- Born: October 30, 1895 Orlando, Florida, U.S.
- Died: March 20, 1960 (aged 64) Detroit, Michigan, U.S.
- Education: Wilberforce University (B.Sc.); Howard University;
- Scientific career
- Fields: Internal medicine
- Workplaces: Dunbar Hospital

= Ossian Sweet =

American physician (1895–1960)

Ossian Haven Sweet (/ˈɒʃən/ OSH-ən; October 30, 1895 – March 20, 1960) was an African-American physician in Detroit, Michigan. He is known for being acquitted of murder in 1925 after he and his friends used armed self-defense against a hostile white mob protesting after Sweet moved into their neighborhood.

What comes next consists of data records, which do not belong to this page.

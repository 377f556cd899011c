//! In-memory asset store

use std::borrow::Cow;
use std::collections::BTreeMap;

use super::{is_direct_child, normalize_path, AssetError, AssetStore};

/// Asset store backed by a map, handy for tests and for embedders that
/// assemble content at runtime
#[derive(Debug, Clone, Default)]
pub struct MemoryAssets {
    files: BTreeMap<String, Vec<u8>>,
}

impl MemoryAssets {
    pub fn new() -> Self {
        Self::default()
    }

    /// Add or replace a file, builder style
    pub fn with_file(mut self, path: &str, contents: impl Into<Vec<u8>>) -> Self {
        self.insert(path, contents);
        self
    }

    pub fn insert(&mut self, path: &str, contents: impl Into<Vec<u8>>) {
        self.files
            .insert(path.trim_start_matches('/').to_string(), contents.into());
    }
}

impl AssetStore for MemoryAssets {
    fn read(&self, path: &str) -> Result<Cow<'static, [u8]>, AssetError> {
        let path = normalize_path(path)?;
        self.files
            .get(path)
            .map(|bytes| Cow::Owned(bytes.clone()))
            .ok_or_else(|| AssetError::NotFound(path.to_string()))
    }

    fn list(&self, dir: &str) -> Vec<String> {
        self.files
            .keys()
            .filter(|path| is_direct_child(dir, path))
            .cloned()
            .collect()
    }
}
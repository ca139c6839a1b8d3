//! Process-local registry store.

use crate::Result;
use crate::models::{RecordId, RegistryRecord};
use crate::storage::acquire_lock;
use crate::storage::traits::RegistryStore;
use std::collections::BTreeMap;
use std::sync::Mutex;

/// Registry store that keeps records in memory only.
///
/// Used when no registry path is configured, and in tests.
#[derive(Debug, Default)]
pub struct MemoryRegistryStore {
    records: Mutex<BTreeMap<RecordId, RegistryRecord>>,
}

impl MemoryRegistryStore {
    /// Creates an empty store.
    #[must_use]
    pub fn new() -> Self {
        Self::default()
    }

    /// Returns the number of stored records.
    #[must_use]
    pub fn len(&self) -> usize {
        acquire_lock(&self.records).len()
    }

    /// Returns true if the store is empty.
    #[must_use]
    pub fn is_empty(&self) -> bool {
        self.len() == 0
    }
}

impl RegistryStore for MemoryRegistryStore {
    fn name(&self) -> &'static str {
        "memory"
    }

    fn load_all(&self) -> Result<Vec<RegistryRecord>> {
        Ok(acquire_lock(&self.records).values().cloned().collect())
    }

    fn save(&self, record: &RegistryRecord) -> Result<()> {
        acquire_lock(&self.records).insert(record.id.clone(), record.clone());
        Ok(())
    }
}
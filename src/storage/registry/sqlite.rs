//! `SQLite`-backed registry store.
//!
//! One row per record with the fingerprint stored as five flat columns. No
//! vector data is ever written here; the similarity index is rebuilt from
//! embeddings, not from this table.

use crate::models::{
    CanonicalFingerprint, Category, DuplicateLevel, RecordId, RecordStatus, RegistryRecord, Tier,
};
use crate::storage::traits::RegistryStore;
use crate::storage::{acquire_lock, record_operation_metrics};
use crate::{Error, Result};
use chrono::{DateTime, Utc};
use rusqlite::{Connection, Row, params};
use std::path::{Path, PathBuf};
use std::sync::Mutex;
use std::time::Instant;
use tracing::instrument;

const COLUMNS: &str = "id, setting, primary_fear, antagonist, mechanism, twist, category, \
     created_at, usage_count, last_used_at, dedup_score, dedup_signal, last_outcome, \
     status, superseded_by";

const SECONDARY_INDEXES: &[(&str, &str)] = &[
    (
        "idx_registry_status_usage",
        "CREATE INDEX IF NOT EXISTS idx_registry_status_usage
         ON registry_records(status, usage_count)",
    ),
    (
        "idx_registry_fear",
        "CREATE INDEX IF NOT EXISTS idx_registry_fear ON registry_records(primary_fear)",
    ),
];

/// `SQLite` registry store.
///
/// # Concurrency Model
///
/// Uses a `Mutex<Connection>` because `rusqlite::Connection` is not `Sync`.
/// WAL mode and `busy_timeout` let other processes read while this one writes.
pub struct SqliteRegistryStore {
    conn: Mutex<Connection>,
    db_path: Option<PathBuf>,
}

impl SqliteRegistryStore {
    /// Opens (or creates) a registry database at `db_path`.
    ///
    /// # Errors
    ///
    /// Returns an error if the database cannot be opened or initialized.
    pub fn new(db_path: impl Into<PathBuf>) -> Result<Self> {
        let db_path = db_path.into();
        if let Some(parent) = db_path.parent()
            && !parent.as_os_str().is_empty()
        {
            std::fs::create_dir_all(parent)
                .map_err(|e| Error::operation("create_registry_dir", e))?;
        }
        let conn = Connection::open(&db_path).map_err(|e| Error::operation("open_sqlite", e))?;

        let store = Self {
            conn: Mutex::new(conn),
            db_path: Some(db_path),
        };
        store.initialize()?;
        Ok(store)
    }

    /// Creates an in-memory database (useful for testing).
    ///
    /// # Errors
    ///
    /// Returns an error if the database cannot be initialized.
    pub fn in_memory() -> Result<Self> {
        let conn = Connection::open_in_memory()
            .map_err(|e| Error::operation("open_sqlite_in_memory", e))?;

        let store = Self {
            conn: Mutex::new(conn),
            db_path: None,
        };
        store.initialize()?;
        Ok(store)
    }

    /// Returns the database path (None for in-memory).
    #[must_use]
    pub fn db_path(&self) -> Option<&Path> {
        self.db_path.as_deref()
    }

    fn initialize(&self) -> Result<()> {
        let conn = acquire_lock(&self.conn);
        configure_connection(&conn);

        conn.execute(
            "CREATE TABLE IF NOT EXISTS registry_records (
                id TEXT PRIMARY KEY,
                setting TEXT NOT NULL,
                primary_fear TEXT NOT NULL,
                antagonist TEXT NOT NULL,
                mechanism TEXT NOT NULL,
                twist TEXT NOT NULL,
                category TEXT NOT NULL,
                created_at INTEGER NOT NULL,
                usage_count INTEGER NOT NULL DEFAULT 0,
                last_used_at INTEGER,
                dedup_score REAL NOT NULL DEFAULT 0,
                dedup_signal TEXT,
                last_outcome TEXT,
                status TEXT NOT NULL,
                superseded_by TEXT
            )",
            [],
        )
        .map_err(|e| Error::operation("create_registry_table", e))?;

        // Secondary indexes only speed up external readers; the store works without them.
        for (name, sql) in SECONDARY_INDEXES {
            if let Err(e) = conn.execute(sql, []) {
                tracing::warn!(index = name, error = %e, "Failed to create registry index");
            }
        }

        Ok(())
    }
}

/// Applies WAL, NORMAL synchronous and a 5 second busy timeout.
fn configure_connection(conn: &Connection) {
    // journal_mode returns a row, so pragma failures are ignored rather than bubbled.
    let _ = conn.pragma_update(None, "journal_mode", "WAL");
    let _ = conn.pragma_update(None, "synchronous", "NORMAL");
    let _ = conn.pragma_update(None, "busy_timeout", "5000");
}

/// Raw column values of one row, before domain parsing.
struct RecordRow {
    id: String,
    fingerprint: [String; 5],
    category: String,
    created_at: i64,
    usage_count: i64,
    last_used_at: Option<i64>,
    dedup_score: f64,
    dedup_signal: Option<String>,
    last_outcome: Option<String>,
    status: String,
    superseded_by: Option<String>,
}

impl RecordRow {
    fn from_row(row: &Row<'_>) -> rusqlite::Result<Self> {
        Ok(Self {
            id: row.get(0)?,
            fingerprint: [row.get(1)?, row.get(2)?, row.get(3)?, row.get(4)?, row.get(5)?],
            category: row.get(6)?,
            created_at: row.get(7)?,
            usage_count: row.get(8)?,
            last_used_at: row.get(9)?,
            dedup_score: row.get(10)?,
            dedup_signal: row.get(11)?,
            last_outcome: row.get(12)?,
            status: row.get(13)?,
            superseded_by: row.get(14)?,
        })
    }

    #[allow(clippy::cast_possible_truncation)]
    fn into_record(self) -> Result<RegistryRecord> {
        let corrupt = |what: &str, value: &str| {
            Error::operation(
                "load_registry_record",
                format!("record '{}' has invalid {what} '{value}'", self.id),
            )
        };

        let [setting, fear, antagonist, mechanism, twist] = &self.fingerprint;
        let fingerprint =
            CanonicalFingerprint::from_strs(setting, fear, antagonist, mechanism, twist)?;
        let category =
            Category::parse(&self.category).ok_or_else(|| corrupt("category", &self.category))?;
        let status =
            RecordStatus::parse(&self.status).ok_or_else(|| corrupt("status", &self.status))?;
        let dedup_signal = match &self.dedup_signal {
            Some(level) => {
                Some(DuplicateLevel::parse(level).ok_or_else(|| corrupt("dedup_signal", level))?)
            },
            None => None,
        };
        let last_outcome = match &self.last_outcome {
            Some(tier) => Some(Tier::parse(tier).ok_or_else(|| corrupt("last_outcome", tier))?),
            None => None,
        };
        let created_at = from_millis(self.created_at)
            .ok_or_else(|| corrupt("created_at", &self.created_at.to_string()))?;
        let last_used_at = match self.last_used_at {
            Some(ms) => {
                Some(from_millis(ms).ok_or_else(|| corrupt("last_used_at", &ms.to_string()))?)
            },
            None => None,
        };

        Ok(RegistryRecord {
            id: RecordId::new(self.id.clone()),
            fingerprint,
            category,
            created_at,
            usage_count: u64::try_from(self.usage_count).unwrap_or(0),
            last_used_at,
            dedup_score: self.dedup_score as f32,
            dedup_signal,
            last_outcome,
            status,
            superseded_by: self.superseded_by.clone().map(RecordId::new),
        })
    }
}

fn from_millis(ms: i64) -> Option<DateTime<Utc>> {
    DateTime::from_timestamp_millis(ms)
}

impl RegistryStore for SqliteRegistryStore {
    fn name(&self) -> &'static str {
        "sqlite"
    }

    #[instrument(skip(self), fields(operation = "load_all", backend = "sqlite"))]
    fn load_all(&self) -> Result<Vec<RegistryRecord>> {
        let start = Instant::now();
        let conn = acquire_lock(&self.conn);

        let result = (|| -> Result<Vec<RegistryRecord>> {
            let mut stmt = conn
                .prepare(&format!("SELECT {COLUMNS} FROM registry_records ORDER BY id"))
                .map_err(|e| Error::operation("prepare_load_all", e))?;
            let rows = stmt
                .query_map([], RecordRow::from_row)
                .map_err(|e| Error::operation("query_load_all", e))?;

            let mut records = Vec::new();
            for row in rows {
                let row = row.map_err(|e| Error::operation("read_registry_row", e))?;
                records.push(row.into_record()?);
            }
            Ok(records)
        })();

        let status = if result.is_ok() { "success" } else { "error" };
        record_operation_metrics("sqlite", "load_all", start, status);
        result
    }

    #[instrument(skip(self, record), fields(operation = "save", backend = "sqlite", record_id = %record.id))]
    fn save(&self, record: &RegistryRecord) -> Result<()> {
        let start = Instant::now();
        let conn = acquire_lock(&self.conn);

        let usage_count = i64::try_from(record.usage_count).unwrap_or(i64::MAX);
        let result = conn
            .execute(
                &format!(
                    "INSERT INTO registry_records ({COLUMNS})
                     VALUES (?1, ?2, ?3, ?4, ?5, ?6, ?7, ?8, ?9, ?10, ?11, ?12, ?13, ?14, ?15)
                     ON CONFLICT(id) DO UPDATE SET
                        setting = excluded.setting,
                        primary_fear = excluded.primary_fear,
                        antagonist = excluded.antagonist,
                        mechanism = excluded.mechanism,
                        twist = excluded.twist,
                        category = excluded.category,
                        created_at = excluded.created_at,
                        usage_count = excluded.usage_count,
                        last_used_at = excluded.last_used_at,
                        dedup_score = excluded.dedup_score,
                        dedup_signal = excluded.dedup_signal,
                        last_outcome = excluded.last_outcome,
                        status = excluded.status,
                        superseded_by = excluded.superseded_by"
                ),
                params![
                    record.id.as_str(),
                    record.fingerprint.setting.as_str(),
                    record.fingerprint.primary_fear.as_str(),
                    record.fingerprint.antagonist.as_str(),
                    record.fingerprint.mechanism.as_str(),
                    record.fingerprint.twist.as_str(),
                    record.category.as_str(),
                    record.created_at.timestamp_millis(),
                    usage_count,
                    record.last_used_at.map(|t| t.timestamp_millis()),
                    f64::from(record.dedup_score),
                    record.dedup_signal.map(|l| l.as_str()),
                    record.last_outcome.map(|t| t.as_str()),
                    record.status.as_str(),
                    record.superseded_by.as_ref().map(RecordId::as_str),
                ],
            )
            .map(|_| ())
            .map_err(|e| Error::operation("save_registry_record", e));

        let status = if result.is_ok() { "success" } else { "error" };
        record_operation_metrics("sqlite", "save", start, status);
        result
    }
}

Born in Florida to a farming family, Sweet went to Wilberforce University for preparatory work and his undergraduate degree. He earned his medical degree from Howard University, also a historically black university. After moving into a white neighborhood, the Sweets had stones thrown at their house, breaking windows. Shots were fired, and one white man was killed and another wounded. Sweet, his wife, and nine associates at the house (including two brothers) were all arrested and charged with murder.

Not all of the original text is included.